Acute pain is caused from injury to soft tissue and lasts less than a few months, usually just a few days. Sprains, cuts and minor burns fall into this category. Acute pain is normally more sharp and severe than chronic pain.

Chronic pain can last for weeks, months, years and even a lifetime. There are times when acute pain can turn chronic. These problems can stem from traumatic injuries, or be the result of ongoing illnesses. Sometimes the cause can be cured, sometimes it can’t; but the pain can usually be managed successfully.

Typical Painkillers

There are quite a few pain relievers on the market that your physician will recommend or prescribe for your pain. Some of the most common are:

  • Tramadol
  • Paracetamol
  • Codeine Phosphate
  • Dihydrocodeine
  • Opioids
  • Aspirin
  • Ibuprofen
  • Other Nonsteroidal anti-inflammatory drugs (NSAIDs)
  • Corticosteroids
  • Co-codamol
  • Morphine
  • Medical marijuana or THC

Alternatives to Painkillers

For one reason or another, whether it be fear of dependency or sensitivity to certain drugs, many people seek alternative ways to control their pain. Here are few other approaches that can be used instead of, or along with, narcotic painkillers.

Exercise

Some patients may be skeptical about doing exercise when they are already in pain, but it has been proven to help provide relief from certain ailments, like arthritis and lower back pain. This should never be done, except under the advice of an authorized medical professional.

Exercise has been shown to help with pain, stress, fatigue and insomnia. While it can be greatly beneficial, depending on the severity and cause of the pain, medication may still be needed in conjunction with exercise.

Massage Therapy

There have been endless studies that show that massage therapy can be extremely helpful with chronic pain. Arthritis and fibromyalgia sufferers are frequently recommended to get massages to help control their pain, decrease stiffness and help with functionality. This can help lower the frequency that painkillers must be used, but doesn’t necessarily replace the need for those drugs altogether.

Acupuncture

Acupuncture is an ancient Chinese treatment using fine needles inserted into certain points on the body which stimulate the body’s self-healing mechanisms. When acupuncture started gaining attention in the 1970’s, doctors were skeptical. Today, the treatment is widely accepted in the medical community.

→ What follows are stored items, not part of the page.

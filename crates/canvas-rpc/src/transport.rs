//! The `RpcTransport` trait.

use async_trait::async_trait;
use serde::de::DeserializeOwned;
use serde_json::Value;

use crate::error::TransportError;
use crate::jsonrpc::{JsonRpcRequest, JsonRpcResponse};

/// An async JSON-RPC transport.
///
/// Implementations must be `Send + Sync` so one transport can be shared by the
/// deployer, the confirmation waiter and unrelated callers.
#[async_trait]
pub trait RpcTransport: Send + Sync + 'static {
    /// Send a single JSON-RPC request and return the response.
    async fn send(&self, req: JsonRpcRequest) -> Result<JsonRpcResponse, TransportError>;

    /// The transport's identifier (URL or name), for logging.
    fn url(&self) -> &str;

    /// Call `method` and deserialize the result.
    async fn call<T: DeserializeOwned>(
        &self,
        method: &str,
        params: Vec<Value>,
    ) -> Result<T, TransportError>
    where
        Self: Sized,
    {
        let resp = self.send(JsonRpcRequest::new(method, params)).await?;
        let result = resp.into_result().map_err(TransportError::Rpc)?;
        serde_json::from_value(result).map_err(TransportError::Deserialization)
    }
}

Acupuncture is commonly used and is successful in treating back and neck pain, shoulder pain, chronic headache and osteoarthritis.

Supplements

There has been a lot of talk lately about using supplements to treat chronic pain. Supplements like SAM-e, capsaicin, boswellia and glucosamine have all been reported to help with arthritis pain. White willow bark, caffeine and feverfew are said to help with headaches. Fibromyalgia suffers are recommended to increase their Vitamin D intake.

It is true that some vitamin deficiencies can result in pain. It is also true that an increase in certain supplements may be recommended for certain illnesses. But, if your pain is significant enough to seek treatment, it is not likely supplements will end the aches and pains you experience.

Conclusion

It has been recommended that doctors should choose alternatives to painkillers, like opioids, unless the case involves active cancer, palliative care, or end-of-life care. While many of these drug-free approaches can help greatly, there are times when they cannot completely diminish the need for pain control medications.